SNSF Starting Grant 

University of Geneva, 2024 - 2029

Much contemporary metaphysics aspires to provide us with an ‘absolute’ conception of reality – the kind of conception that, much like a god’s eye perspective, does not reflect any particular standpoint or location within the reality it describes. But is this a conception that any of us can rationally believe in? The main hypothesis guiding this project is that it is not, and that – for this reason – metaphysicians should replace the absolute conception with a very different, ‘perspectival’, image of reality.

In the first part of the project (Work Package 1: Incredible Metaphysics), we will look at the ways in which philosophers have tried to square the absolute conception with the phenomenon of agential and psychological perspectivality – roughly, the phenomenon whereby our everyday beliefs, emotions, and actions are often directed at, or motivated by, contents whose correctness depends, or appear to depend, on who we are and where, in space and time, we happen to be located. Three main absolutist approaches will be examined: introducing ‘indexical’ ways of thinking about absolute matters (Indexicalism), positing ‘perspectival propositions’ that are not made true or false simpliciter by any facts (Relativism), or – the most radical one – enriching reality with a plethora of mutually incompatible ‘perspectival facts’ (Pluralism). For each approach, we will seek to show that, if a rational agent with reasonably good self-knowledge and reasonably good intellectual capacities were to embrace the approach in question and try to integrate its consequences into his or her belief network, he or she would eventually arrive at a rationally untenable combination of commitments – as could be expressed by claims like ‘There are no facts of such-and-such kind, but I am committed to believing that there are’, or ‘There is no reason to act thus-and-so, but I should act thus-and-so’.
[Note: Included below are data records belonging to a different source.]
//! Software map camera for running the layer without a renderer.
//!
//! `HeadlessMap` keeps a center/zoom/bearing triple and implements
//! `camera_for_bounds` with Web Mercator math, the same way vector map
//! renderers do. It records every camera jump so callers can inspect them.

use std::cell::Cell;

use tracing::debug;

use super::{CameraOptions, CameraTransform, HostMap};
use crate::geo::{lng_lat_from_mercator, mercator_from_lng_lat, Bounds, LngLat, DEFAULT_TILE_SIZE};

/// Default canvas size in CSS pixels.
const DEFAULT_CANVAS_SIZE: (f64, f64) = (800.0, 600.0);

/// A map camera without a renderer.
#[derive(Debug, Clone)]
pub struct HeadlessMap {
    center: LngLat,
    zoom: f64,
    bearing: f64,
    canvas_size: (f64, f64),
    tile_size: f64,
    moving: bool,
    jumps: Vec<CameraTransform>,
    fit_requests: Cell<usize>,
}

impl HeadlessMap {
    /// Create a camera at `center` and `zoom` with an 800×600 canvas.
    pub fn new(center: LngLat, zoom: f64) -> Self {
        Self {
            center,
            zoom,
            bearing: 0.0,
            canvas_size: DEFAULT_CANVAS_SIZE,
            tile_size: DEFAULT_TILE_SIZE,
            moving: false,
            jumps: Vec::new(),
            fit_requests: Cell::new(0),
        }
    }

    /// Set the canvas size in CSS pixels.
    pub fn with_canvas_size(mut self, width: f64, height: f64) -> Self {
        self.canvas_size = (width, height);
        self
    }

    /// Set the renderer tile size.
    pub fn with_tile_size(mut self, tile_size: f64) -> Self {
        self.tile_size = tile_size;
        self
    }

    /// Set the initial bearing.
    pub fn with_bearing(mut self, bearing: f64) -> Self {
        self.bearing = bearing;
        self
    }

    /// Current center.
    pub fn center(&self) -> LngLat {
        self.center
    }

    /// Mark the camera as moving (gesture or animation in progress).
    pub fn set_moving(&mut self, moving: bool) {
        self.moving = moving;
    }

    /// Every transform passed to `jump_to`, oldest first.
    pub fn jumps(&self) -> &[CameraTransform] {
        &self.jumps
    }

    /// Number of `camera_for_bounds` calls so far.
    pub fn fit_requests(&self) -> usize {
        self.fit_requests.get()
    }
}

impl HostMap for HeadlessMap {
    fn jump_to(&mut self, transform: CameraTransform) {
        self.center = transform.center;
        if let Some(zoom) = transform.zoom {
            self.zoom = zoom;
        }
        if let Some(bearing) = transform.bearing {
            self.bearing = bearing;
        }
        debug!(
            center = %self.center,
            zoom = self.zoom,
            bearing = self.bearing,
            "Headless camera jump"
        );
        self.jumps.push(transform);
    }

    fn camera_for_bounds(
        &self,
        bounds: Bounds,
        options: &CameraOptions,
    ) -> Option<CameraTransform> {
        self.fit_requests.set(self.fit_requests.get() + 1);

        let (width, height) = self.canvas_size;
        let available_width = width - 2.0 * options.padding;
        let available_height = height - 2.0 * options.padding;
        if available_width <= 0.0 || available_height <= 0.0 {
            return None;
        }

        // Corners in world pixels at zoom 0
        let corners = [
            LngLat::new(bounds.west, bounds.north),
            LngLat::new(bounds.east, bounds.north),
            LngLat::new(bounds.east, bounds.south),
            LngLat::new(bounds.west, bounds.south),
        ]
        .map(|corner| {
            let (x, y) = mercator_from_lng_lat(corner);
            (x * self.tile_size, y * self.tile_size)
        });

        // Rotate into screen orientation
        let angle = -options.bearing.to_radians();
        let (sin, cos) = angle.sin_cos();
        let rotated = corners.map(|(x, y)| (x * cos - y * sin, x * sin + y * cos));

        let min_x = rotated.iter().map(|p| p.0).fold(f64::INFINITY, f64::min);
        let max_x = rotated.iter().map(|p| p.0).fold(f64::NEG_INFINITY, f64::max);
        let min_y = rotated.iter().map(|p| p.1).fold(f64::INFINITY, f64::min);
        let max_y = rotated.iter().map(|p| p.1).fold(f64::NEG_INFINITY, f64::max);
        let span_x = max_x - min_x;
        let span_y = max_y - min_y;

        let scale = match (span_x > 0.0, span_y > 0.0) {
            (true, true) => (available_width / span_x).min(available_height / span_y),
            (true, false) => available_width / span_x,
            (false, true) => available_height / span_y,
            (false, false) => f64::INFINITY,
        };
        let zoom = scale.log2().min(options.max_zoom);

        let (nw_x, nw_y) = mercator_from_lng_lat(LngLat::new(bounds.west, bounds.north));
        let (se_x, se_y) = mercator_from_lng_lat(LngLat::new(bounds.east, bounds.south));
        let center = lng_lat_from_mercator((nw_x + se_x) / 2.0, (nw_y + se_y) / 2.0);

        Some(CameraTransform {
            center,
            zoom: Some(zoom),
            bearing: Some(options.bearing),
        })
    }

    fn zoom(&self) -> f64 {
        self.zoom
    }

    fn bearing(&self) -> f64 {
        self.bearing
    }

    fn is_moving(&self) -> bool {
        self.moving
    }

    fn canvas_size(&self) -> (f64, f64) {
        self.canvas_size
    }

    fn tile_size(&self) -> f64 {
        self.tile_size
    }
}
In the second part of this project (Work Package 2: Credible Metaphysics), we will aim to construct a credible metaphysical alternative to the absolute conception. Two ideas will inform this construction. First, that a credible metaphysics – a metaphysics we can rationally believe in – should admit at least certain varieties of perspectival facts (namely, ‘tensed’ and ‘subjective’ ones), and do so – not in the ecumenical fashion that characterizes the Pluralist Approach – but in a way that privileges exclusively one’s own identity and temporal standpoint. Second, that – by exploiting a certain non-standard notion of metaphysical reality – a perspectival metaphysics can go a long way towards vindicating the most important intuitions supporting the absolute conception.

The third and last part of the project (Work Package 3: Credibility in Metaphysics) will be devoted to clarifying the role of rational credibility as a criterion for theory choice in metaphysics. We will show that the fact that a rational agent sharing our everyday beliefs, emotions, and patterns of action could not coherently endorse a certain metaphysical view should, with some qualifications, count as a decisive reason against that view. This will rule out various metametaphysical positions according to which considerations of rational credibility should not guide metaphysical inquiry, or should at most be treated as one factor among others in a cost/benefit analysis of a theory’s virtues and vices.